Ya sev, ya terk et!Dark Souls III tıpkı serinin önceki yapımlarında olduğu gibi bir hayli zorlayıcı. Hani öyle koştura koştura ortamlara akayım mantığındaysanız hemen silkelenin ve kendinize gelin derim. Bu oyunda yürüdüğünüz yerde ayağınız kaydığı anda dibi boylayabilir, doğru anda savunmaya geçmezseniz büyük oranda zarar görebilir ve eğer stamina’nızı doğru hesaplamazsanız anında ölebilirsiniz. Dark Souls III dünyasında her şey mubah en sevdiğim okur. Hemen her türlü noktadan serbest atlayış imkânınız bulunuyor. Bu sebepten kaçtığınız ya da koştuğunuz yere dikkat etmeniz şart.
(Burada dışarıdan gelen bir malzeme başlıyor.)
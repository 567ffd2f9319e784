use chrono::NaiveDate;
use egui::{Align2, Color32, Id, Pos2, Rect, Rounding, Sense, Stroke, Ui, Vec2};

use staff_timeline::model::{team_label, Assignment, AssignmentId, Employee, TimelineData, ZoomMode};
use staff_timeline::timeline::render::{BAR_HEIGHT, UTILIZATION_HEIGHT};
use staff_timeline::timeline::{
    Bucket, DragPayload, Edge, EmployeeLane, Interactions, PatchIntent, PointerCapture, PointerPos,
    RenderModel, RenderedBar, DAY_WIDTH, MONTH_WIDTH,
};

use crate::ui::theme;

const HEADER_HEIGHT: f32 = theme::HEADER_HEIGHT;
const NAME_WIDTH: f32 = theme::NAME_COLUMN_WIDTH;
const HANDLE_WIDTH: f32 = theme::HANDLE_WIDTH;

/// Pointer capture for egui: while active, the chart feeds the global pointer position and
/// release to the running resize instead of relying on the handle's own response.
#[derive(Debug, Default)]
pub struct PointerRoute {
    active: bool,
}

impl PointerRoute {
    pub fn is_active(&self) -> bool {
        self.active
    }
}

impl PointerCapture for PointerRoute {
    fn acquire(&mut self) {
        self.active = true;
    }

    fn release(&mut self) {
        self.active = false;
    }
}

/// What happened in the chart this frame.
#[derive(Debug, Default)]
pub struct ChartOutput {
    pub intent: Option<PatchIntent>,
    pub clicked: Option<AssignmentId>,
}

/// Render the timeline: header, one lane per employee with stacked bars and a utilization strip.
pub fn show_timeline_chart(
    model: &RenderModel,
    data: &TimelineData,
    today: NaiveDate,
    interactions: &mut Interactions<PointerRoute>,
    ui: &mut Ui,
) -> ChartOutput {
    let mut output = ChartOutput::default();
    let chart_width = NAME_WIDTH + model.scale.total_width();
    let chart_height = HEADER_HEIGHT + model.total_height();

    egui::ScrollArea::both()
        .auto_shrink([false, false])
        .show(ui, |ui| {
            let available = ui.available_size();
            let (response, painter) = ui.allocate_painter(
                Vec2::new(chart_width.max(available.x), chart_height.max(available.y)),
                Sense::hover(),
            );
            let origin = response.rect.min;
            let grid_x = origin.x + NAME_WIDTH;
            let lanes_top = origin.y + HEADER_HEIGHT;

            painter.rect_filled(response.rect, 0.0, theme::BG_DARK);

            // Route the global pointer before bars are hit-tested so a resize that ends this
            // frame suppresses the click it would otherwise produce
            let drop_lane = route_pointer(ui, model, interactions, lanes_top, &mut output);

            draw_header(&painter, origin, model, chart_width);
            draw_day_shading(&painter, grid_x, lanes_top, model);

            let mut top = lanes_top;
            for (index, lane) in model.lanes.iter().enumerate() {
                let lane_rect =
                    Rect::from_min_size(Pos2::new(origin.x, top), Vec2::new(chart_width, lane.height()));
                let row_bg = if drop_lane == Some(index) {
                    theme::BG_DROP_TARGET
                } else if index % 2 == 0 {
                    theme::BG_PANEL
                } else {
                    theme::BG_ROW_ODD
                };
                painter.rect_filled(lane_rect, 0.0, row_bg);
                painter.line_segment(
                    [lane_rect.left_bottom(), lane_rect.right_bottom()],
                    Stroke::new(0.5, theme::BORDER_SUBTLE),
                );

                draw_name_cell(&painter, lane, Pos2::new(origin.x, top));
                draw_utilization(ui, &painter, model, lane, grid_x, top + lane.bars_height());

                if let Some(employee) = data.employee(lane.employee_id) {
                    for bar in &lane.bars {
                        if let Some(assignment) = employee.assignments.get(bar.assignment_index) {
                            show_bar(ui, &painter, model, employee, assignment, bar, grid_x, top, interactions, &mut output);
                        }
                    }
                }
                top += lane.height();
            }

            // Name column separator
            painter.line_segment(
                [
                    Pos2::new(grid_x, origin.y),
                    Pos2::new(grid_x, origin.y + chart_height),
                ],
                Stroke::new(1.0, theme::BORDER_SUBTLE),
            );

            if today >= model.scale.window_start() && today <= model.scale.window_end() {
                draw_today_line(&painter, grid_x + model.scale.date_to_x(today), origin.y, chart_height);
            }
        });

    interactions.end_frame();
    output
}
Hani birçok FPS ya da TPS’de olan görünmez duvarlar bu oyunda mevcut değil. Düşmanların vuruşları büyük hasarlar yaratıyor. Çok ama çok kabaca bir hesapla, seviyemize yakın bir bölgedeki düşman en fazla üç vuruşta işimizi bitirebiliyor ki zaten ikinci vuruştan sonra azıcık bir canımız kalıyor. Stamina, Dark Souls III’ün her şeyi diyebilirim. Koşmak, takla atmak ve saldırmak staminaya bağlı olarak hareket eden denklemler. Stamina’nın fazla olması, yapabileceğimiz hareketleri de doğrudan etkiliyor. Düşmanın saldırılarından sürekli takla atıp kaçmaya çalışırsak, bir noktada sonra biten stamina yüzünden gelen darbeleri ağzımıza ağzımıza yiyoruz.
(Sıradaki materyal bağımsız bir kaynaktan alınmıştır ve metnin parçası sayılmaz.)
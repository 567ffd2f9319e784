use chrono::NaiveDate;
use serde::{Deserialize, Serialize};
use uuid::Uuid;

pub type AssignmentId = Uuid;
pub type EmployeeId = Uuid;
pub type ProjectId = Uuid;

/// How an assignment's allocation value is expressed.
#[derive(Debug, Clone, Copy, PartialEq, Eq, Serialize, Deserialize)]
#[serde(rename_all = "snake_case")]
pub enum AllocationKind {
    /// Share of an 8-hour working day.
    Percentage,
    /// Hours per calendar month, spread over its working days.
    MonthlyHours,
}

/// A project's display colour, exchanged as `#rrggbb`.
#[derive(Debug, Clone, Copy, PartialEq, Eq)]
pub struct ProjectColor {
    pub r: u8,
    pub g: u8,
    pub b: u8,
}

impl ProjectColor {
    pub const FALLBACK: ProjectColor = ProjectColor { r: 0, g: 0, b: 0 };

    pub const fn rgb(r: u8, g: u8, b: u8) -> Self {
        Self { r, g, b }
    }

    pub fn from_hex(hex: &str) -> Option<Self> {
        let hex = hex.trim().trim_start_matches('#');
        if hex.len() != 6 || !hex.is_ascii() {
            return None;
        }
        let channel = |range: std::ops::Range<usize>| u8::from_str_radix(&hex[range], 16).ok();
        Some(Self {
            r: channel(0..2)?,
            g: channel(2..4)?,
            b: channel(4..6)?,
        })
    }

    pub fn to_hex(self) -> String {
        format!("#{:02x}{:02x}{:02x}", self.r, self.g, self.b)
    }

    /// Perceived brightness in `[0, 1]`.
    pub fn luminance(self) -> f32 {
        (0.299 * self.r as f32 + 0.587 * self.g as f32 + 0.114 * self.b as f32) / 255.0
    }

    /// Whether text drawn on this colour should be dark to stay readable.
    pub fn wants_dark_text(self) -> bool {
        self.luminance() > 0.55
    }
}

impl Default for ProjectColor {
    fn default() -> Self {
        Self::FALLBACK
    }
}

impl Serialize for ProjectColor {
    fn serialize<S: serde::Serializer>(&self, serializer: S) -> Result<S::Ok, S::Error> {
        serializer.serialize_str(&self.to_hex())
    }
}

impl<'de> Deserialize<'de> for ProjectColor {
    fn deserialize<D: serde::Deserializer<'de>>(deserializer: D) -> Result<Self, D::Error> {
        let raw = String::deserialize(deserializer)?;
        Ok(Self::from_hex(&raw).unwrap_or(Self::FALLBACK))
    }
}

/// One employee's allocation to a project over an inclusive date range.
#[derive(Debug, Clone, PartialEq, Serialize, Deserialize)]
pub struct Assignment {
    pub id: AssignmentId,
    pub employee_id: EmployeeId,
    pub project_id: ProjectId,
    pub project_name: String,
    pub project_color: ProjectColor,
    #[serde(rename = "start_date")]
    pub start: NaiveDate,
    #[serde(rename = "end_date")]
    pub end: NaiveDate,
    #[serde(rename = "allocation_type")]
    pub allocation_kind: AllocationKind,
    pub allocation_value: f64,
    /// Resolved by the data source; never derived by the engine.
    pub daily_hours: f64,
    #[serde(default)]
    pub note: Option<String>,
    #[serde(default)]
    pub is_tentative: bool,
}

impl Assignment {
    /// Whether `date` falls within `[start, end]`.
    pub fn contains(&self, date: NaiveDate) -> bool {
        self.start <= date && date <= self.end
    }

    pub fn has_note(&self) -> bool {
        self.note.as_deref().is_some_and(|n| !n.trim().is_empty())
    }

    /// `"50% (4h/d)"` or `"120h/m (6h/d)"`.
    pub fn allocation_label(&self) -> String {
        let daily = format_hours(self.daily_hours);
        match self.allocation_kind {
            AllocationKind::Percentage => {
                format!("{}% ({}h/d)", format_hours(self.allocation_value), daily)
            }
            AllocationKind::MonthlyHours => {
                format!("{}h/m ({}h/d)", format_hours(self.allocation_value), daily)
            }
        }
    }

    /// Label drawn inside the bar; weekly bars only have room for daily hours.
    pub fn bar_label(&self, compact: bool) -> String {
        if compact {
            format!("{}h/d", format_hours(self.daily_hours))
        } else {
            format!("{} · {}", self.project_name, self.allocation_label())
        }
    }
}

/// Trim trailing zeros: 4.0 → "4", 6.25 → "6.25".
fn format_hours(value: f64) -> String {
    let text = format!("{:.2}", value);
    text.trim_end_matches('0').trim_end_matches('.').to_string()
}

#[cfg(test)]
mod tests {
    use super::*;

    fn sample() -> Assignment {
        Assignment {
            id: Uuid::from_u128(1),
            employee_id: Uuid::from_u128(10),
            project_id: Uuid::from_u128(100),
            project_name: "Atlas".into(),
            project_color: ProjectColor::rgb(66, 133, 244),
            start: NaiveDate::from_ymd_opt(2025, 3, 3).unwrap(),
            end: NaiveDate::from_ymd_opt(2025, 3, 5).unwrap(),
            allocation_kind: AllocationKind::Percentage,
            allocation_value: 50.0,
            daily_hours: 4.0,
            note: Some("  ".into()),
            is_tentative: false,
        }
    }

    #[test]
    fn contains_is_inclusive() {
        let a = sample();
        assert!(a.contains(a.start));
        assert!(a.contains(a.end));
        assert!(!a.contains(a.end.succ_opt().unwrap()));
    }

    #[test]
    fn labels() {
        let mut a = sample();
        assert_eq!(a.bar_label(true), "4h/d");
        assert_eq!(a.bar_label(false), "Atlas · 50% (4h/d)");
        a.allocation_kind = AllocationKind::MonthlyHours;
        a.allocation_value = 120.0;
        a.daily_hours = 6.32;
        assert_eq!(a.allocation_label(), "120h/m (6.32h/d)");
    }

    #[test]
    fn blank_note_is_not_a_note() {
        assert!(!sample().has_note());
    }

    #[test]
    fn colour_hex_and_contrast() {
        let yellow = ProjectColor::from_hex("#FFEB3B").unwrap();
        assert!(yellow.wants_dark_text());
        assert!(!ProjectColor::from_hex("1a237e").unwrap().wants_dark_text());
        assert_eq!(ProjectColor::from_hex("#12345"), None);
        assert_eq!(yellow.to_hex(), "#ffeb3b");
    }

    #[test]
    fn deserialises_wire_format() {
        let json = r##"{
            "id": "00000000-0000-0000-0000-000000000001",
            "employee_id": "00000000-0000-0000-0000-00000000000a",
            "project_id": "00000000-0000-0000-0000-000000000064",
            "project_name": "Atlas",
            "project_color": "not-a-colour",
            "start_date": "2025-03-03",
            "end_date": "2025-03-05",
            "allocation_type": "monthly_hours",
            "allocation_value": 80,
            "daily_hours": 4
        }"##;
        let a: Assignment = serde_json::from_str(json).unwrap();
        assert_eq!(a.allocation_kind, AllocationKind::MonthlyHours);
        assert_eq!(a.project_color, ProjectColor::FALLBACK);
        assert_eq!(a.start, NaiveDate::from_ymd_opt(2025, 3, 3).unwrap());
        assert!(!a.is_tentative);
        assert_eq!(a.note, None);
    }

    #[test]
    fn malformed_dates_are_rejected() {
        let json = r##"{
            "id": "00000000-0000-0000-0000-000000000001",
            "employee_id": "00000000-0000-0000-0000-00000000000a",
            "project_id": "00000000-0000-0000-0000-000000000064",
            "project_name": "Atlas",
            "project_color": "#000000",
            "start_date": "03/03/2025",
            "end_date": "2025-03-05",
            "allocation_type": "percentage",
            "allocation_value": 50,
            "daily_hours": 4
        }"##;
        assert!(serde_json::from_str::<Assignment>(json).is_err());
    }
}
Hatta stamina sıfırlanmışsa, kalkan taşıyor olmanın da bir anlamı olmuyor. Oysaki kalkan, tüm Dark Souls serilerinde olduğu gibi Dark Souls III’de de büyük fark yaratan eşyalardan birisi. Bu kadar fazla miktarda zararı tek seferde aldığımız bir oyunda, sadece tek bir tuşa basarak gelen saldırıdan, az bir stamina karşılığında büyük ölçüde korunmak ciddi fark yaratıyor. Eğer seriye yeni başlayanlardansanız, mümkün mertebe kalkan taşıyan bir karakter kullanmanızı tavsiye edeceğim. Kalkan gelen darbenin büyük bir kısmını ortadan kaldırdığı gibi, çok az bir stamina tüketiyor. Tabii aynı durum düşman birimleri için de geçerli. Hatta oyuna alışıncaya kadar kalkan tutan düşmanlardan nefret edeceğinizin garantisini veriyorum. Tönk tönk diye kalkanlarına düzenli olarak vurmak dev can sıkıyor.
Tanıdık yüzler
Dark Souls III’ün yapımcı koltuğunda, aynı zamanda FromSoftware’nin başkanlığını yapan Hideteka Miyazaki bulunuyor. Açıkçası ben bu adamın
oyun anlayışına bayılıyorum. Seriyi o kadar iyi şekilde geliştiriyor, o kadar doğru noktalar üzerinde çalışıyor ki anlatamam. İşte bu çalışma örneklerinden birisini de Demon’s Souls’dan beri görmediğimiz mana mekaniğinin oyuna yeniden eklenmesiyle görüyoruz. Yokken “eksik” diyemediğim ama görünce de “İyi ki geri gelmiş” dediğim mana mekaniği, oyunu bir kez daha farklı bir noktaya taşımayı başarmış. Takipçilerinin iyi bildiği üzere, hayat enerjimizi Estus Flask ile dolduruyoruz. Konu mana olduğu zamansa Ash Estus Flask içmemiz gerekiyor.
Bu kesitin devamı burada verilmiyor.